The classpath is searched linearly, so locate Derby's libraries at the
beginning of the classpath so that they are found first. If the
classpath first points to a directory that contains multiple files,
booting Derby can be very slow."
That may be an old, Java 1.2 concern, which no longer affects modern
JVMs. I have a couple questions:
1) Is this still good advice when booting a large application like
Derby via a classpath?
2) What about the modulepath? Can classes be faulted in faster by
re-arranging the order of jar files on the modulepath?
The position of the directory or module on the module path won't impact
class/resources loading as modules are accessed directly (as Remi notes)

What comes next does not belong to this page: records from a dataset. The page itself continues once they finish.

//! JSON file backed channel repository
//!
//! The whole catalog (channels, favorites and the version stamp) lives in a
//! single JSON document. Every mutation rewrites the document through a
//! temporary file that is renamed into place, so readers never observe a
//! partially written catalog.

use async_trait::async_trait;
use chrono::Utc;
use serde::{Deserialize, Serialize};
use std::collections::{BTreeMap, BTreeSet};
use std::path::{Path, PathBuf};
use tokio::sync::RwLock;
use tracing::{debug, info};
use uuid::Uuid;

use super::traits::ChannelRepository;
use crate::errors::{RepositoryError, RepositoryResult};
use crate::models::{Channel, ChannelDraft, ChannelUpdateRequest};

/// On-disk layout of the catalog
#[derive(Debug, Default, Serialize, Deserialize)]
struct CatalogDocument {
    #[serde(default)]
    version: i64,
    #[serde(default)]
    channels: Vec<Channel>,
    #[serde(default)]
    favorites: BTreeSet<Uuid>,
}

#[derive(Debug, Default)]
struct CatalogState {
    channels: BTreeMap<Uuid, Channel>,
    favorites: BTreeSet<Uuid>,
    version: i64,
}

impl CatalogState {
    fn from_document(document: CatalogDocument) -> Self {
        let channels: BTreeMap<Uuid, Channel> = document
            .channels
            .into_iter()
            .map(|channel| (channel.id, channel))
            .collect();
        // Favorites pointing at deleted channels are dropped on load
        let favorites = document
            .favorites
            .into_iter()
            .filter(|id| channels.contains_key(id))
            .collect();

        Self {
            channels,
            favorites,
            version: document.version,
        }
    }

    fn to_document(&self) -> CatalogDocument {
        let mut channels: Vec<Channel> = self.channels.values().cloned().collect();
        channels.sort_by_key(|channel| channel.channel_number);
        CatalogDocument {
            version: self.version,
            channels,
            favorites: self.favorites.clone(),
        }
    }

    fn with_favorite(&self, channel: &Channel) -> Channel {
        let mut channel = channel.clone();
        channel.is_favorite = self.favorites.contains(&channel.id);
        channel
    }

    fn max_channel_number(&self) -> u32 {
        self.channels
            .values()
            .map(|channel| channel.channel_number)
            .max()
            .unwrap_or(0)
    }

    fn bump_version(&mut self) {
        self.version = next_version(self.version);
    }
}

/// Millisecond timestamp strictly greater than `previous`
pub(crate) fn next_version(previous: i64) -> i64 {
    Utc::now().timestamp_millis().max(previous + 1)
}

pub struct JsonChannelRepository {
    path: Option<PathBuf>,
    state: RwLock<CatalogState>,
}

impl JsonChannelRepository {
    /// Open the catalog stored at `path`, starting empty when the file does
    /// not exist yet
    pub async fn open<P: AsRef<Path>>(path: P) -> RepositoryResult<Self> {
        let path = path.as_ref().to_path_buf();
        let state = match read_document(&path).await? {
            Some(document) => {
                let state = CatalogState::from_document(document);
                info!(
                    "Loaded catalog from {} ({} channels, {} favorites)",
                    path.display(),
                    state.channels.len(),
                    state.favorites.len()
                );
                state
            }
            None => {
                info!("No catalog at {}, starting empty", path.display());
                CatalogState::default()
            }
        };

        Ok(Self {
            path: Some(path),
            state: RwLock::new(state),
        })
    }

    /// Repository without a backing file
    pub fn in_memory() -> Self {
        Self {
            path: None,
            state: RwLock::new(CatalogState::default()),
        }
    }

    pub fn path(&self) -> Option<&Path> {
        self.path.as_deref()
    }

    async fn persist(&self, state: &CatalogState) -> RepositoryResult<()> {
        let Some(path) = &self.path else {
            return Ok(());
        };

        let contents = serde_json::to_vec_pretty(&state.to_document())?;
        let display = path.display().to_string();

        if let Some(parent) = path.parent().filter(|p| !p.as_os_str().is_empty()) {
            tokio::fs::create_dir_all(parent)
                .await
                .map_err(|e| RepositoryError::io(display.clone(), e))?;
        }

        let tmp_path = temp_path(path);
        tokio::fs::write(&tmp_path, contents)
            .await
            .map_err(|e| RepositoryError::io(tmp_path.display().to_string(), e))?;
        tokio::fs::rename(&tmp_path, path)
            .await
            .map_err(|e| RepositoryError::io(display, e))?;

        debug!("Persisted catalog version {}", state.version);
        Ok(())
    }

    /// Apply `mutate` to a copy of the state and swap it in only once the
    /// copy has been persisted
    ///
    /// A newer document written by another process is adopted first, so the
    /// mutation never overwrites it.
    async fn mutate<T, F>(&self, mutate: F) -> RepositoryResult<T>
    where
        F: FnOnce(&mut CatalogState) -> RepositoryResult<T> + Send,
        T: Send,
    {
        let mut state = self.state.write().await;
        if let Some(path) = &self.path {
            if let Some(document) = read_document(path).await? {
                if document.version > state.version {
                    debug!(
                        "Adopting catalog version {} from disk before write",
                        document.version
                    );
                    *state = CatalogState::from_document(document);
                }
            }
        }

        let mut next = CatalogState {
            channels: state.channels.clone(),
            favorites: state.favorites.clone(),
            version: state.version,
        };
        let result = mutate(&mut next)?;
        next.bump_version();
        self.persist(&next).await?;
        *state = next;
        Ok(result)
    }
}

fn temp_path(path: &Path) -> PathBuf {
    let mut name = path
        .file_name()
        .map(|n| n.to_os_string())
        .unwrap_or_default();
    name.push(".tmp");
    path.with_file_name(name)
}

async fn read_document(path: &Path) -> RepositoryResult<Option<CatalogDocument>> {
    match tokio::fs::read(path).await {
        Ok(bytes) => Ok(Some(serde_json::from_slice(&bytes)?)),
        Err(e) if e.kind() == std::io::ErrorKind::NotFound => Ok(None),
        Err(e) => Err(RepositoryError::io(path.display().to_string(), e)),
    }
}

fn channel_not_found(id: Uuid) -> RepositoryError {
    RepositoryError::record_not_found("channels", "id", id.to_string())
}

#[async_trait]
impl ChannelRepository for JsonChannelRepository {
    async fn find_all(&self) -> RepositoryResult<Vec<Channel>> {
        let state = self.state.read().await;
        let mut channels: Vec<Channel> = state
            .channels
            .values()
            .map(|channel| state.with_favorite(channel))
            .collect();
        channels.sort_by_key(|channel| channel.channel_number);
        Ok(channels)
    }

    async fn find_by_id(&self, id: Uuid) -> RepositoryResult<Option<Channel>> {
        let state = self.state.read().await;
        Ok(state.channels.get(&id).map(|channel| state.with_favorite(channel)))
    }

    async fn insert_many(&self, drafts: Vec<ChannelDraft>) -> RepositoryResult<Vec<Channel>> {
        if drafts.is_empty() {
            return Ok(Vec::new());
        }

        self.mutate(|state| {
            let mut next_number = state.max_channel_number();
            let mut inserted = Vec::with_capacity(drafts.len());
            for draft in drafts {
                next_number += 1;
                let channel = Channel::from_draft(draft, Uuid::new_v4(), next_number);
                state.channels.insert(channel.id, channel.clone());
                inserted.push(channel);
            }
            Ok(inserted)
        })
        .await
    }

    async fn update(&self, id: Uuid, request: ChannelUpdateRequest) -> RepositoryResult<Channel> {
        self.mutate(|state| {
            let is_favorite = state.favorites.contains(&id);
            let channel = state
                .channels
                .get_mut(&id)
                .ok_or_else(|| channel_not_found(id))?;
            request.apply_to(channel);
            let mut updated = channel.clone();
            updated.is_favorite = is_favorite;
            Ok(updated)
        })
        .await
    }

    async fn delete(&self, id: Uuid) -> RepositoryResult<()> {
        self.mutate(|state| {
            state
                .channels
                .remove(&id)
                .ok_or_else(|| channel_not_found(id))?;
            state.favorites.remove(&id);
            Ok(())
        })
        .await
    }

    async fn set_favorite(&self, id: Uuid, favorite: bool) -> RepositoryResult<()> {
        self.mutate(|state| {
            if !state.channels.contains_key(&id) {
                return Err(channel_not_found(id));
            }
            if favorite {
                state.favorites.insert(id);
            } else {
                state.favorites.remove(&id);
            }
            Ok(())
        })
        .await
    }

    async fn count(&self) -> RepositoryResult<usize> {
        Ok(self.state.read().await.channels.len())
    }

    async fn version(&self) -> i64 {
        self.state.read().await.version
    }

    async fn reload(&self) -> RepositoryResult<bool> {
        let Some(path) = &self.path else {
            return Ok(false);
        };
        let Some(document) = read_document(path).await? else {
            return Ok(false);
        };

        let mut state = self.state.write().await;
        if document.version <= state.version {
            return Ok(false);
        }

        debug!(
            "Catalog changed on disk: version {} -> {}",
            state.version, document.version
        );
        *state = CatalogState::from_document(document);
        Ok(true)
    }
}

#[cfg(test)]
mod tests {
    use super::*;
    use crate::models::ChannelCategory;
    use tempfile::TempDir;

    fn draft(name: &str, url: &str) -> ChannelDraft {
        ChannelDraft {
            name: name.to_string(),
            stream_url: url.to_string(),
            thumbnail_url: None,
            logo_url: None,
            category: ChannelCategory::News,
            description: String::new(),
        }
    }

    #[tokio::test]
    async fn test_insert_assigns_consecutive_numbers() {
        let repo = JsonChannelRepository::in_memory();
        let first = repo
            .insert_many(vec![draft("A", "http://a"), draft("B", "http://b")])
            .await
            .unwrap();
        assert_eq!(
            first.iter().map(|c| c.channel_number).collect::<Vec<_>>(),
            vec![1, 2]
        );

        let second = repo.insert_many(vec![draft("C", "http://c")]).await.unwrap();
        assert_eq!(second[0].channel_number, 3);
    }

    #[tokio::test]
    async fn test_numbers_continue_from_max_after_delete() {
        let repo = JsonChannelRepository::in_memory();
        let inserted = repo
            .insert_many(vec![draft("A", "http://a"), draft("B", "http://b")])
            .await
            .unwrap();
        repo.delete(inserted[0].id).await.unwrap();

        let next = repo.insert_many(vec![draft("C", "http://c")]).await.unwrap();
        assert_eq!(next[0].channel_number, 3);
    }

    #[tokio::test]
    async fn test_favorites_merge_and_delete() {
        let repo = JsonChannelRepository::in_memory();
        let inserted = repo.insert_many(vec![draft("A", "http://a")]).await.unwrap();
        let id = inserted[0].id;

        repo.set_favorite(id, true).await.unwrap();
        assert!(repo.find_by_id(id).await.unwrap().unwrap().is_favorite);

        repo.delete(id).await.unwrap();
        assert!(repo.find_by_id(id).await.unwrap().is_none());
        assert!(repo.state.read().await.favorites.is_empty());
    }

    #[tokio::test]
    async fn test_unknown_id_is_record_not_found() {
        let repo = JsonChannelRepository::in_memory();
        let err = repo.set_favorite(Uuid::new_v4(), true).await.unwrap_err();
        assert!(matches!(err, RepositoryError::RecordNotFound { .. }));
        let err = repo.delete(Uuid::new_v4()).await.unwrap_err();
        assert!(matches!(err, RepositoryError::RecordNotFound { .. }));
    }

    #[tokio::test]
    async fn test_version_increases_on_every_write() {
        let repo = JsonChannelRepository::in_memory();
        let v0 = repo.version().await;
        let inserted = repo.insert_many(vec![draft("A", "http://a")]).await.unwrap();
        let v1 = repo.version().await;
        repo.set_favorite(inserted[0].id, true).await.unwrap();
        let v2 = repo.version().await;
        assert!(v0 < v1 && v1 < v2);
    }

    #[tokio::test]
    async fn test_reopen_sees_same_catalog() {
        let dir = TempDir::new().unwrap();
        let path = dir.path().join("data").join("catalog.json");

        let repo = JsonChannelRepository::open(&path).await.unwrap();
        let inserted = repo
            .insert_many(vec![draft("A", "http://a"), draft("B", "http://b")])
            .await
            .unwrap();
        repo.set_favorite(inserted[1].id, true).await.unwrap();
        assert!(path.exists());
        assert!(!temp_path(&path).exists());

        let reopened = JsonChannelRepository::open(&path).await.unwrap();
        let channels = reopened.find_all().await.unwrap();
        assert_eq!(channels.len(), 2);
        assert_eq!(channels[0].name, "A");
        assert!(!channels[0].is_favorite);
        assert!(channels[1].is_favorite);
        assert_eq!(reopened.version().await, repo.version().await);
    }

    #[tokio::test]
    async fn test_reload_picks_up_other_writer() {
        let dir = TempDir::new().unwrap();
        let path = dir.path().join("catalog.json");

        let reader = JsonChannelRepository::open(&path).await.unwrap();
        let writer = JsonChannelRepository::open(&path).await.unwrap();
        assert!(!reader.reload().await.unwrap());

        writer.insert_many(vec![draft("A", "http://a")]).await.unwrap();
        assert!(reader.reload().await.unwrap());
        assert_eq!(reader.count().await.unwrap(), 1);
        assert!(!reader.reload().await.unwrap());
    }

    #[tokio::test]
    async fn test_interleaved_writers_keep_each_others_channels() {
        let dir = TempDir::new().unwrap();
        let path = dir.path().join("catalog.json");

        let server = JsonChannelRepository::open(&path).await.unwrap();
        let cli = JsonChannelRepository::open(&path).await.unwrap();

        let from_cli = cli.insert_many(vec![draft("FromCli", "http://cli")]).await.unwrap();
        let from_server = server
            .insert_many(vec![draft("FromServer", "http://server")])
            .await
            .unwrap();
        assert_eq!(from_cli[0].channel_number, 1);
        assert_eq!(from_server[0].channel_number, 2);

        cli.set_favorite(from_cli[0].id, true).await.unwrap();
        assert!(server.reload().await.unwrap());

        let reopened = JsonChannelRepository::open(&path).await.unwrap();
        let channels = reopened.find_all().await.unwrap();
        let names: Vec<&str> = channels.iter().map(|c| c.name.as_str()).collect();
        assert_eq!(names, vec!["FromCli", "FromServer"]);
        assert!(channels[0].is_favorite);
        assert_eq!(server.find_all().await.unwrap(), channels);
    }

    #[tokio::test]
    async fn test_in_memory_reload_is_noop() {
        let repo = JsonChannelRepository::in_memory();
        assert!(!repo.reload().await.unwrap());
        assert!(repo.path().is_none());
    }
}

so no linear scan/searching after startup. Ordering is of course
important when you end up with a multiple versions of the same module on
the path, in that case the first version of a module wins.
One other thing to be aware of is that the initial scanning of the
module path can be slow when it contains lots of automatic modules or
modules that have been packaged with the jar tool from JDK 8 or older.
Explicit modules that are packaged with the JDK 9 (or newer) jar tool
are indexed at packaging time to avoid scanning the contents at startup.